Take a Chance on Something Beautiful
- reviewed by Christa Banister Copyright Christianity Today International
- 2007 7 Jul
- In a Moment
- Cry Tonight
- Tunnel Vision
- Beautiful (reprise)
- How Long
If you've been watching American Idol this season—c'mon, you know you have—then you're already somewhat familiar with Half Past Forever.
Still not ringing a bell? Well, the mastermind behind the band is none other than Chris Sligh (though he's currently not a member due to the rigors of Idol). You know, the guy who's a dead ringer for Jack Osbourne, with a quick sense of humor and a devoted fan club known as the Fro Patrol?

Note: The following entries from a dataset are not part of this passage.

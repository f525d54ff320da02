// III-IV
// Copyright 2023 Julio Merino
//
// Licensed under the Apache License, Version 2.0 (the "License"); you may not
// use this file except in compliance with the License.  You may obtain a copy
// of the License at:
//
//     http://www.apache.org/licenses/LICENSE-2.0
//
// Unless required by applicable law or agreed to in writing, software
// distributed under the License is distributed on an "AS IS" BASIS, WITHOUT
// WARRANTIES OR CONDITIONS OF ANY KIND, either express or implied.  See the
// License for the specific language governing permissions and limitations
// under the License.

//! Generic code for REST handlers.
//!
//! Every response produced by a service is an `Envelope`: a JSON object with a `result` field
//! that carries the code and message of an `Outcome`, plus any fields of the response body
//! flattened next to it.  For example, a successful lookup might produce:
//!
//! ```json
//! {"result": {"code": 0, "message": "Valid"}, "key": "foo", "value": "bar"}
//! ```
//!
//! Handlers can return an `Envelope`, an `Outcome` or a `Resulted` directly, as all of them
//! implement `IntoResponse`.  Unexpected errors are never leaked to clients: they are logged and
//! replaced by the generic `INTERNAL_ERROR` outcome.

use crate::result::{builtin, Outcome, Resulted};
use async_trait::async_trait;
use axum::body::HttpBody;
use axum::extract::rejection::JsonRejection;
use axum::extract::{FromRequest, Request};
use axum::http::StatusCode;
use axum::response::{IntoResponse, Response};
use axum::Json;
use log::{debug, error};
use serde::de::DeserializeOwned;
use serde::{Deserialize, Serialize};

/// The JSON envelope wrapped around every response.
#[derive(Debug, Deserialize, Serialize)]
pub struct Envelope<T> {
    /// Outcome of the request.
    pub result: Outcome,

    /// Payload of the response, whose fields are flattened into the envelope.
    #[serde(flatten)]
    pub body: Option<T>,
}

impl<T> Default for Envelope<T> {
    fn default() -> Self {
        Self { result: Outcome::UNDECLARED, body: None }
    }
}

impl<T> Envelope<T> {
    /// Creates an envelope with a `result` and a `body`.
    pub fn new(result: Outcome, body: T) -> Self {
        Self { result, body: Some(body) }
    }

    /// Creates a successful envelope with a `body`.
    pub fn ok(body: T) -> Self {
        Self::new(Outcome::VALID, body)
    }

    /// Creates an envelope with just a `result`.
    pub fn from_outcome(result: Outcome) -> Self {
        Self { result, body: None }
    }

    /// Creates an envelope from the contents of a `Resulted`.
    pub fn from_resulted(resulted: Resulted<T>) -> Self {
        match resulted.into_result() {
            Ok(body) => Self::ok(body),
            Err(result) => Self::from_outcome(result),
        }
    }
}

impl<T: Serialize> IntoResponse for Envelope<T> {
    fn into_response(self) -> Response {
        if self.result == Outcome::UNDECLARED {
            error!("Response sent without declaring its result");
        } else if self.result.exception().is_some() {
            error!("Request failed with unexpected error: {}", self.result);
        } else if self.result.status() == StatusCode::INTERNAL_SERVER_ERROR {
            error!("Request failed: {}", self.result);
        } else {
            return (self.result.status(), Json(self)).into_response();
        }

        let generic = Envelope::<()>::from_outcome(builtin::INTERNAL_ERROR);
        (StatusCode::INTERNAL_SERVER_ERROR, Json(generic)).into_response()
    }
}

impl IntoResponse for Outcome {
    fn into_response(self) -> Response {
        Envelope::<()>::from_outcome(self).into_response()
    }
}

impl<T: Serialize> IntoResponse for Resulted<T> {
    fn into_response(self) -> Response {
        Envelope::from_resulted(self).into_response()
    }
}

/// A request body extractor that decodes JSON and reports failures as envelopes.
///
/// Malformed documents are rejected with `JSON_PARSE` and documents that do not match `T` are
/// rejected with `JSON_MAPPING`.
pub struct JsonBody<T>(pub T);

#[async_trait]
impl<T, S> FromRequest<S> for JsonBody<T>
where
    T: DeserializeOwned + Send,
    S: Send + Sync,
{
    type Rejection = Envelope<()>;

    async fn from_request(req: Request, state: &S) -> Result<Self, Self::Rejection> {
        match Json::<T>::from_request(req, state).await {
            Ok(Json(value)) => Ok(JsonBody(value)),
            Err(rejection) => {
                debug!("Rejected JSON payload: {}", rejection.body_text());
                let result = match rejection {
                    JsonRejection::JsonDataError(_) => builtin::JSON_MAPPING,
                    _ => builtin::JSON_PARSE,
                };
                Err(Envelope::from_outcome(result))
            }
        }
    }
}

/// A request body extractor that forbids any content.
///
/// Any API that doesn't expect a body should use this to ensure we don't get garbage data that we
/// don't care about.
pub struct EmptyBody {}

#[async_trait]
impl<S> FromRequest<S> for EmptyBody
where
    S: Send + Sync,
{
    type Rejection = Envelope<()>;

    async fn from_request(req: Request, _state: &S) -> Result<Self, Self::Rejection> {
        if req.into_body().is_end_stream() {
            Ok(EmptyBody {})
        } else {
            Err(Envelope::from_outcome(builtin::PAYLOAD_NOT_EMPTY))
        }
    }
}

/// Common test code for the REST server.
#[cfg(any(test, feature = "testutils"))]
pub mod testutils {
    use super::*;
    use axum::http::{self, HeaderName, HeaderValue};
    use axum::Router;
    use tower::util::ServiceExt;

    /// Maximum body size for testing purposes.
    const MAX_BODY_SIZE: usize = 64 * 1024;

    /// Builder for a single request to the API server.
    #[must_use]
    pub struct OneShotBuilder {
        /// The router for the app being tested.
        app: Router,

        /// Builder for the request that will be sent to the app.
        builder: axum::http::request::Builder,
    }

    impl OneShotBuilder {
        /// Creates a new request against a given `method`/`uri` pair served by an `app` router.
        pub fn new<U: AsRef<str>>(app: Router, (method, uri): (http::Method, U)) -> Self {
            let builder = Request::builder().method(method).uri(uri.as_ref());
            Self { app, builder }
        }

        /// Sets the header `name` to `value` in the outgoing request.
        pub fn with_header<K, V>(mut self, name: K, value: V) -> Self
        where
            HeaderName: TryFrom<K>,
            <HeaderName as TryFrom<K>>::Error: Into<http::Error>,
            HeaderValue: TryFrom<V>,
            <HeaderValue as TryFrom<V>>::Error: Into<http::Error>,
        {
            self.builder = self.builder.header(name, value);
            self
        }

        /// Finishes building the request and sends it with an empty payload.
        pub async fn send_empty(self) -> ResponseChecker {
            let request = self.builder.body(axum::body::Body::empty()).unwrap();
            ResponseChecker::from(self.app.oneshot(request).await.unwrap())
        }

        /// Finishes building the request and sends it with a text payload.
        pub async fn send_text<T: Into<String>>(self, text: T) -> ResponseChecker {
            let request = self
                .builder
                .header(http::header::CONTENT_TYPE, mime::TEXT_PLAIN.as_ref())
                .body(axum::body::Body::from(text.into()))
                .unwrap();
            ResponseChecker::from(self.app.oneshot(request).await.unwrap())
        }

        /// Finishes building the request and sends it with a JSON payload.
        pub async fn send_json<T: Serialize>(self, request: T) -> ResponseChecker {
            let request = self
                .builder
                .header(http::header::CONTENT_TYPE, mime::APPLICATION_JSON.as_ref())
                .body(axum::body::Body::from(serde_json::to_vec(&request).unwrap()))
                .unwrap();
            ResponseChecker::from(self.app.oneshot(request).await.unwrap())
        }
    }

    /// Type alias for the complex type returned by the `oneshot` function.
    type HttpResponse = hyper::Response<axum::body::Body>;

    /// Validator for the outcome of a request sent by a `OneShotBuilder`.
    #[must_use]
    pub struct ResponseChecker {
        /// Actual response that we received from the app.
        response: HttpResponse,

        /// Expected HTTP status code in the response above.
        exp_status: http::StatusCode,
    }

    impl From<HttpResponse> for ResponseChecker {
        fn from(response: HttpResponse) -> Self {
            Self { response, exp_status: http::StatusCode::OK }
        }
    }

    impl ResponseChecker {
        /// Sets the expected exit HTTP status to `status`.
        pub fn expect_status(mut self, status: http::StatusCode) -> Self {
            self.exp_status = status;
            self
        }

        /// Performs common validation operations on the response.
        pub fn verify(&self) {
            assert_eq!(self.exp_status, self.response.status());
        }

        /// Reads the whole body of the response after validating it.
        async fn take_body(self) -> Vec<u8> {
            self.verify();
            axum::body::to_bytes(self.response.into_body(), MAX_BODY_SIZE).await.unwrap().to_vec()
        }

        /// Finishes checking the response and expects its body to be an `Envelope` without
        /// payload whose result matches `exp` in both code and message.
        pub async fn expect_outcome(self, exp: &Outcome) {
            let envelope = self.expect_envelope::<serde_json::Value>().await;
            assert_eq!(exp.code(), envelope.result.code(), "Got {:?}", envelope);
            assert_eq!(exp.message(), envelope.result.message());
        }

        /// Finishes checking the response and expects its body to be an `Envelope` with a
        /// payload of type `T`.
        pub async fn expect_envelope<T: DeserializeOwned>(self) -> Envelope<T> {
            let body = self.take_body().await;
            match serde_json::from_slice::<Envelope<T>>(&body) {
                Ok(envelope) => envelope,
                Err(e) => {
                    let body = String::from_utf8(body).unwrap();
                    panic!("Invalid envelope due to {}; content was {}", e, body);
                }
            }
        }

        /// Finishes checking the response and expects a successful `Envelope` whose payload is
        /// of type `T`.
        pub async fn expect_json<T: DeserializeOwned>(self) -> T {
            let envelope = self.expect_envelope::<T>().await;
            assert_eq!(Outcome::VALID, envelope.result);
            envelope.body.expect("Envelope has no payload")
        }

        /// Finishes checking the response and expects its body to be valid UTF-8 and to match
        /// `exp_re`.
        pub async fn expect_text(self, exp_re: &str) {
            let body = String::from_utf8(self.take_body().await).unwrap();
            let re = regex::Regex::new(exp_re).unwrap();
            assert!(re.is_match(&body), "Body content '{}' does not match re '{}'", body, exp_re);
        }
    }

    /// Generates a test to verify that an API that expects JSON fails when it gets something else.
    #[macro_export]
    macro_rules! test_payload_must_be_json {
        ( $app:expr, $route:expr ) => {
            #[tokio::test]
            async fn test_payload_must_be_json() {
                $crate::rest::testutils::OneShotBuilder::new($app, $route)
                    .with_header(axum::http::header::CONTENT_TYPE, "application/json")
                    .send_text("this is not json")
                    .await
                    .expect_status(axum::http::StatusCode::BAD_REQUEST)
                    .expect_outcome(&$crate::result::builtin::JSON_PARSE)
                    .await;
            }
        };
    }

    pub use test_payload_must_be_json;

    /// Generates a test to verify that an API that does not expect a payload fails as necessary.
    #[macro_export]
    macro_rules! test_payload_must_be_empty {
        ( $app:expr, $route:expr ) => {
            #[tokio::test]
            async fn test_payload_must_be_empty() {
                $crate::rest::testutils::OneShotBuilder::new($app, $route)
                    .send_text("should not be here")
                    .await
                    .expect_status(axum::http::StatusCode::PAYLOAD_TOO_LARGE)
                    .expect_outcome(&$crate::result::builtin::PAYLOAD_NOT_EMPTY)
                    .await;
            }
        };
    }

    pub use test_payload_must_be_empty;
}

Before earning reserved praise from testy ol' Simon Cowell and singing covers of Mute Math and dc Talk in recent weeks, the South Carolina-based worship leader and his cohorts—including guitarist Adam Fisher and bassist Cole Edmonson—recorded a stellar debut, Take a Chance on Something Beautiful. Citing the likes of Switchfoot, Mute Math, Bebo Norman, Downhere, The Afters, NeedToBreathe, and a slew of mainstream artists as influences, the band's debut shines with plenty of frenetic energy, catchy songs, and Sligh's diverse vocals, which handle rock as well as worship.
While the project is a little long by today's standards, there's actually not a throwaway in the bunch—from the decidedly optimistic strains of "Waiting" to the clever commentary on modern society in "Hero." Keeping things varied, "In a Moment" slows things down and wouldn't be out of place on Christian radio with its straightforward message of making the most of our lives.
The biggest surprise lies in the varied production, which is especially impressive for an indie band. They go all out with strings on the aforementioned "In a Moment," while faster songs like "Naïve" and "Closer" are reminiscent of The Strokes' latest project, with a more raw, stripped-down indie feel that offers nice contrast to overproduced pop.
Though most of the songs he sings on "Idol" won't have a spiritual message, all of this album's tracks are a reflection of Sligh's faith, something that's been important to him all his life. As a child, the missionary kid wasn't allowed to listen to anything but classical music. But in college he discovered many musical styles that would prove the foundation for The Chris Sligh Band, which later became rechristened Half Past Forever.
Sligh doesn't consider himself a Christian artist in the strictest since, clarifying in a recent interview with GreenvilleOnline.com that he is "a Christian who is an artist…I think ministry is more in relationships." Indeed, and he'll have a chance to build many of those relationships thanks to the exposure he's earned on American Idol.